In-stent thrombosis describes the formation of a blood clot (thrombus) inside a previously inserted vascular support device, known as a stent, within an artery.
What happens with in-stent thrombosis?
A stent is a small, tube-shaped metal mesh that is placed inside narrowed arteries, most often in the heart, to keep the vessel open. When a blood clot forms after a stent has been inserted, this is called in-stent thrombosis. The term comes from "in" (Latin for "inside"), "stent" (the vascular support device), and "thrombosis" (a blood clot that blocks the vessel).
The clot can partially or completely block the stent. This stops blood from flowing freely through the affected artery. The coronary arteries, which are the blood vessels that supply the heart, are most commonly affected.
How does it happen?
In-stent thrombosis usually occurs when blood components build up and clump together on the surface of the stent. The risk is highest in the first few weeks after insertion, but it can also happen months or even years later. Common triggers include small injuries to the vessel wall during insertion, incomplete healing of the stent, or stopping blood-thinning medicines.
Certain existing conditions, such as diabetes or a clotting disorder, can also increase the risk. Smoking and not taking medicines as prescribed play a role too.
What symptoms can occur?
In-stent thrombosis usually makes itself known through sudden, severe symptoms. A typical sign is a feeling of tightness or intense pain in the chest, which can spread to the arm, back, or jaw. Shortness of breath, sweating, and strong feelings of restlessness can also occur. In many cases this is a medical emergency, as a complete blockage of the vessel can lead to a heart attack.

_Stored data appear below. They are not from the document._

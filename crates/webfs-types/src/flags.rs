//! Access masks, share modes, options and attributes passed to `create_file`.
//!
//! Bit values follow the Windows definitions so a native driver binding can
//! pass its raw masks straight through.

use bitflags::bitflags;
use serde::{Deserialize, Serialize};

bitflags! {
    /// Requested access rights for an open.
    #[derive(Debug, Clone, Copy, PartialEq, Eq, Hash, Default, Serialize, Deserialize)]
    pub struct FileAccess: u32 {
        const READ_DATA = 0x0000_0001;
        const WRITE_DATA = 0x0000_0002;
        const APPEND_DATA = 0x0000_0004;
        const READ_EXTENDED_ATTRIBUTES = 0x0000_0008;
        const WRITE_EXTENDED_ATTRIBUTES = 0x0000_0010;
        const EXECUTE = 0x0000_0020;
        const DELETE_CHILD = 0x0000_0040;
        const READ_ATTRIBUTES = 0x0000_0080;
        const WRITE_ATTRIBUTES = 0x0000_0100;
        const DELETE = 0x0001_0000;
        const READ_PERMISSIONS = 0x0002_0000;
        const CHANGE_PERMISSIONS = 0x0004_0000;
        const SET_OWNERSHIP = 0x0008_0000;
        const SYNCHRONIZE = 0x0010_0000;
        const ACCESS_SYSTEM_SECURITY = 0x0100_0000;
        const MAXIMUM_ALLOWED = 0x0200_0000;
        const GENERIC_ALL = 0x1000_0000;
        const GENERIC_EXECUTE = 0x2000_0000;
        const GENERIC_WRITE = 0x4000_0000;
        const GENERIC_READ = 0x8000_0000;
    }
}

impl FileAccess {
    /// Rights that touch file content (as opposed to metadata only).
    pub const DATA_ACCESS: FileAccess = FileAccess::READ_DATA
        .union(FileAccess::WRITE_DATA)
        .union(FileAccess::APPEND_DATA)
        .union(FileAccess::EXECUTE)
        .union(FileAccess::GENERIC_EXECUTE)
        .union(FileAccess::GENERIC_WRITE)
        .union(FileAccess::GENERIC_READ);

    /// Rights that modify content or the entry itself.
    pub const DATA_WRITE_ACCESS: FileAccess = FileAccess::WRITE_DATA
        .union(FileAccess::APPEND_DATA)
        .union(FileAccess::DELETE)
        .union(FileAccess::GENERIC_WRITE);

    /// True when the open only wants attributes, security info, or a directory handle.
    pub fn is_metadata_only(self) -> bool {
        !self.intersects(Self::DATA_ACCESS)
    }

    /// True when no write-class right was requested.
    pub fn is_read_only(self) -> bool {
        !self.intersects(Self::DATA_WRITE_ACCESS)
    }
}

bitflags! {
    /// Share mode granted to other openers.
    #[derive(Debug, Clone, Copy, PartialEq, Eq, Hash, Default, Serialize, Deserialize)]
    pub struct FileShare: u32 {
        const READ = 0x0000_0001;
        const WRITE = 0x0000_0002;
        const DELETE = 0x0000_0004;
        const INHERITABLE = 0x0000_0010;
    }
}

bitflags! {
    /// Advanced open options.
    #[derive(Debug, Clone, Copy, PartialEq, Eq, Hash, Default, Serialize, Deserialize)]
    pub struct FileOptions: u32 {
        const ENCRYPTED = 0x0000_4000;
        const DELETE_ON_CLOSE = 0x0400_0000;
        const SEQUENTIAL_SCAN = 0x0800_0000;
        const RANDOM_ACCESS = 0x1000_0000;
        const ASYNCHRONOUS = 0x4000_0000;
        const WRITE_THROUGH = 0x8000_0000;
    }
}

bitflags! {
    /// File and directory attributes.
    #[derive(Debug, Clone, Copy, PartialEq, Eq, Hash, Default, Serialize, Deserialize)]
    pub struct FileAttributes: u32 {
        const READ_ONLY = 0x0000_0001;
        const HIDDEN = 0x0000_0002;
        const SYSTEM = 0x0000_0004;
        const DIRECTORY = 0x0000_0010;
        const ARCHIVE = 0x0000_0020;
        const DEVICE = 0x0000_0040;
        const NORMAL = 0x0000_0080;
        const TEMPORARY = 0x0000_0100;
        const SPARSE_FILE = 0x0000_0200;
        const REPARSE_POINT = 0x0000_0400;
        const COMPRESSED = 0x0000_0800;
        const OFFLINE = 0x0000_1000;
        const NOT_CONTENT_INDEXED = 0x0000_2000;
        const ENCRYPTED = 0x0000_4000;
    }
}

impl FileAttributes {
    pub fn is_directory(self) -> bool {
        self.contains(FileAttributes::DIRECTORY)
    }
}

bitflags! {
    /// Volume capability flags reported by `get_volume_information`.
    #[derive(Debug, Clone, Copy, PartialEq, Eq, Hash, Default, Serialize, Deserialize)]
    pub struct FileSystemFeatures: u32 {
        const CASE_SENSITIVE_SEARCH = 0x0000_0001;
        const CASE_PRESERVED_NAMES = 0x0000_0002;
        const UNICODE_ON_DISK = 0x0000_0004;
        const PERSISTENT_ACLS = 0x0000_0008;
        const SUPPORTS_REMOTE_STORAGE = 0x0000_0100;
        const NAMED_STREAMS = 0x0004_0000;
        const READ_ONLY_VOLUME = 0x0008_0000;
    }
}

/// How an open should treat an existing or missing target.
#[derive(Debug, Clone, Copy, PartialEq, Eq, Hash, Serialize, Deserialize)]
pub enum FileMode {
    /// Create; fail if it exists.
    CreateNew = 1,
    /// Create, truncating any existing file.
    Create = 2,
    /// Open; fail if missing.
    Open = 3,
    /// Open, creating if missing.
    OpenOrCreate = 4,
    /// Open and truncate; fail if missing.
    Truncate = 5,
    /// Open for appending, creating if missing.
    Append = 6,
}
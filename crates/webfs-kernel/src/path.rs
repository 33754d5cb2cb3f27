//! Drive path helpers.
//!
//! Drive paths arrive from the driver as `\peer\dir\file`. Peers receive the
//! part after the peer segment joined with `/`. Both separators are accepted
//! everywhere.

/// Split a path into its non-empty components, dropping `.`.
pub fn components(path: &str) -> impl Iterator<Item = &str> {
    path.split(['\\', '/']).filter(|c| !c.is_empty() && *c != ".")
}

/// Split a drive path into `(peer, remainder)`.
///
/// The remainder is rejoined with `/` and is empty for the peer's own root.
/// Returns `None` for the drive root.
pub fn split_peer(path: &str) -> Option<(&str, String)> {
    let mut parts = components(path);
    let peer = parts.next()?;
    let rest: Vec<&str> = parts.collect();
    Some((peer, rest.join("/")))
}

/// Canonical form used as a map key: components joined by `/`, with `..`
/// resolved. The root is the empty string.
pub fn normalize(path: &str) -> String {
    let mut out: Vec<&str> = Vec::new();
    for c in components(path) {
        if c == ".." {
            out.pop();
        } else {
            out.push(c);
        }
    }
    out.join("/")
}

/// Parent of a normalized path (`""` for top-level entries and the root).
pub fn parent(normalized: &str) -> &str {
    match normalized.rfind('/') {
        Some(i) => &normalized[..i],
        None => "",
    }
}

/// Last component of a normalized path.
pub fn file_name(normalized: &str) -> &str {
    match normalized.rfind('/') {
        Some(i) => &normalized[i + 1..],
        None => normalized,
    }
}

#[cfg(test)]
mod tests {
    use super::*;

    #[test]
    fn test_split_peer() {
        assert_eq!(
            split_peer(r"\shop.example\sub\file.txt"),
            Some(("shop.example", "sub/file.txt".to_string()))
        );
        assert_eq!(split_peer(r"\shop.example"), Some(("shop.example", String::new())));
        assert_eq!(split_peer(r"\"), None);
        assert_eq!(split_peer(""), None);
    }

    #[test]
    fn test_normalize() {
        assert_eq!(normalize(r"\a\.\b\..\c"), "a/c");
        assert_eq!(normalize("a//b/"), "a/b");
        assert_eq!(normalize(r"\..\.."), "");
    }

    #[test]
    fn test_parent_and_name() {
        assert_eq!(parent("a/b/c"), "a/b");
        assert_eq!(parent("a"), "");
        assert_eq!(file_name("a/b/c"), "c");
        assert_eq!(file_name("a"), "a");
    }
}
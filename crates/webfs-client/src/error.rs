use thiserror::Error;
use tokio_tungstenite::tungstenite;
use webfs_rpc::RpcError;
use webfs_types::NtStatus;

#[derive(Debug, Error)]
pub enum ClientError {
    #[error("connect failed: {0}")]
    Connect(#[from] tungstenite::Error),

    #[error("connect timed out")]
    Timeout,

    #[error("invalid origin header: {0}")]
    InvalidOrigin(String),

    #[error("rpc error: {0}")]
    Rpc(#[from] RpcError),

    /// The server never completed the readiness handshake.
    #[error("handshake failed")]
    Handshake,

    #[error("cancelled")]
    Cancelled,
}

pub type ClientResult<T> = Result<T, ClientError>;

impl From<ClientError> for NtStatus {
    fn from(e: ClientError) -> Self {
        match e {
            ClientError::Rpc(rpc) => rpc.into(),
            ClientError::InvalidOrigin(_) => NtStatus::InvalidParameter,
            _ => NtStatus::Unsuccessful,
        }
    }
}

#[cfg(test)]
mod tests {
    use super::*;

    #[test]
    fn test_status_mapping() {
        let remote = ClientError::Rpc(RpcError::Remote(NtStatus::AccessDenied));
        assert_eq!(NtStatus::from(remote), NtStatus::AccessDenied);
        assert_eq!(NtStatus::from(ClientError::Timeout), NtStatus::Unsuccessful);
        assert_eq!(
            NtStatus::from(ClientError::InvalidOrigin("\n".into())),
            NtStatus::InvalidParameter
        );
    }
}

Sometimes less typical symptoms appear, such as nausea, weakness, or dizziness. The symptoms are not always clear, especially in older people or those with diabetes. In very rare cases, in-stent thrombosis goes unnoticed at first and is only discovered later.
Is it dangerous?
In-stent thrombosis is considered a serious complication after stent implantation. It can be life-threatening, especially when it occurs in the coronary arteries. An acute blockage of the vessel can lead to a heart attack, which, if left untreated, can cause severe damage to the heart muscle or even sudden cardiac death.
Many people feel very worried when they see this term in their medical letter. The fear of another heart attack, lasting damage, or further surgery is completely understandable. What matters most is this: the faster treatment is given, the better the chances of preventing lasting harm.

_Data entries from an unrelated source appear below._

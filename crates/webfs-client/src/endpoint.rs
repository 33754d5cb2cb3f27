//! Endpoint bookkeeping and retry policy.
//!
//! Selection prefers the endpoint checked most recently if it was verified;
//! otherwise it probes the endpoint checked longest ago, which walks the
//! candidates round-robin. Initial check times are staggered by one second
//! so the first probe goes to the base port.

use std::time::{Duration, SystemTime, UNIX_EPOCH};

use crate::config::RetryTiming;

#[derive(Debug, Clone, Copy, PartialEq, Eq, Default)]
pub enum EndpointResult {
    #[default]
    Unknown,
    Verified,
    Invalid,
}

#[derive(Debug, Clone, PartialEq, Eq)]
pub struct Endpoint {
    pub url: String,
    pub last_checked: SystemTime,
    pub last_verified: Option<SystemTime>,
    pub result: EndpointResult,
}

#[derive(Debug, Clone)]
pub struct EndpointSet {
    endpoints: Vec<Endpoint>,
}

impl EndpointSet {
    pub fn new(urls: impl IntoIterator<Item = String>) -> Self {
        let endpoints = urls
            .into_iter()
            .enumerate()
            .map(|(i, url)| Endpoint {
                url,
                last_checked: UNIX_EPOCH + Duration::from_secs(i as u64),
                last_verified: None,
                result: EndpointResult::Unknown,
            })
            .collect();
        Self { endpoints }
    }

    pub fn len(&self) -> usize {
        self.endpoints.len()
    }

    pub fn is_empty(&self) -> bool {
        self.endpoints.is_empty()
    }

    pub fn get(&self, index: usize) -> Option<&Endpoint> {
        self.endpoints.get(index)
    }

    pub fn iter(&self) -> impl Iterator<Item = &Endpoint> {
        self.endpoints.iter()
    }

    /// Index of the endpoint to try next. `None` only for an empty set.
    pub fn select(&self) -> Option<usize> {
        let newest = self
            .endpoints
            .iter()
            .enumerate()
            .rev()
            .max_by_key(|(_, e)| e.last_checked)?;
        if newest.1.result == EndpointResult::Verified {
            return Some(newest.0);
        }
        self.endpoints
            .iter()
            .enumerate()
            .min_by_key(|(_, e)| e.last_checked)
            .map(|(i, _)| i)
    }

    /// An attempt on `index` is starting.
    pub fn begin(&mut self, index: usize, now: SystemTime) {
        if let Some(e) = self.endpoints.get_mut(index) {
            e.last_checked = now;
            e.result = EndpointResult::Unknown;
        }
    }

    /// Connected and handshaken; also used when a verified connection ends.
    pub fn verified(&mut self, index: usize, now: SystemTime) {
        if let Some(e) = self.endpoints.get_mut(index) {
            e.last_checked = now;
            e.last_verified = Some(now);
            e.result = EndpointResult::Verified;
        }
    }

    pub fn invalid(&mut self, index: usize) {
        if let Some(e) = self.endpoints.get_mut(index) {
            e.result = EndpointResult::Invalid;
        }
    }
}

/// How an attempt ended.
#[derive(Debug, Clone, Copy, PartialEq, Eq)]
pub enum Attempt {
    /// Reached Ready, then the connection ended.
    Dropped,
    /// Never reached Ready.
    Failed,
}

/// Delay before the next attempt.
///
/// `failures_in_row` counts consecutive failed attempts including this one.
/// Every `endpoint_count`-th consecutive failure means all candidates were
/// tried, and the longer sweep delay applies.
pub fn next_delay(
    attempt: Attempt,
    failures_in_row: usize,
    endpoint_count: usize,
    timing: &RetryTiming,
) -> Duration {
    let full_sweep =
        endpoint_count > 0 && failures_in_row > 0 && failures_in_row % endpoint_count == 0;
    match attempt {
        Attempt::Dropped => timing.after_drop,
        Attempt::Failed if full_sweep => timing.after_sweep,
        Attempt::Failed => timing.after_failure,
    }
}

How is in-stent thrombosis treated?
When in-stent thrombosis occurs, acting quickly is essential. As a rule, a cardiac catheterisation is carried out straight away to reopen the blocked vessel. The clot can be removed or dissolved using specialist instruments. Often, another stent is placed to stabilise the vessel again.
Patients also receive medicines that reduce blood clotting. These include what are known as antiplatelet agents (such as aspirin or clopidogrel) and sometimes heparin as well. These medicines prevent another blood clot from forming.
After treatment, it is especially important to take the prescribed medicines regularly and reliably. They are the most effective protection against a further thrombosis.
What can help to prevent it?
After stent implantation, doctors usually prescribe a combination of two blood-thinning medicines to keep the risk of in-stent thrombosis as low as possible. This is known as "dual antiplatelet therapy" and is continued for several months or even years.
It also helps to manage risk factors such as smoking, high blood pressure, raised cholesterol levels, and diabetes consistently. A healthy lifestyle with a balanced diet and regular exercise supports vascular health further.
Anyone with questions about their own medication or the safety of their stent should not hesitate to raise these directly with their treating doctor. Concerns can usually be cleared up quickly, and together the risk can be reduced further.
When is the risk particularly high?
The risk of in-stent thrombosis is highest in the first weeks and months after the procedure, as the stent has not yet fully grown into the vessel wall during this time. People who do not take their blood-thinning medicines regularly, or who stop them on their own, are at particular risk. Additional illnesses, such as a severe infection, can also increase the risk.
As time passes after stent implantation, the risk decreases, but it remains slightly elevated in the long term. Close medical monitoring and consistent use of prescribed medicines are therefore especially important.
What to do if symptoms occur?
If sudden severe chest pain, shortness of breath, or other unusual symptoms appear after stent implantation, medical help should be sought immediately. Any delay can worsen the outcome. When in doubt, it is always better to see a doctor or go to hospital sooner rather than later. Acting quickly can save lives and prevent serious lasting harm.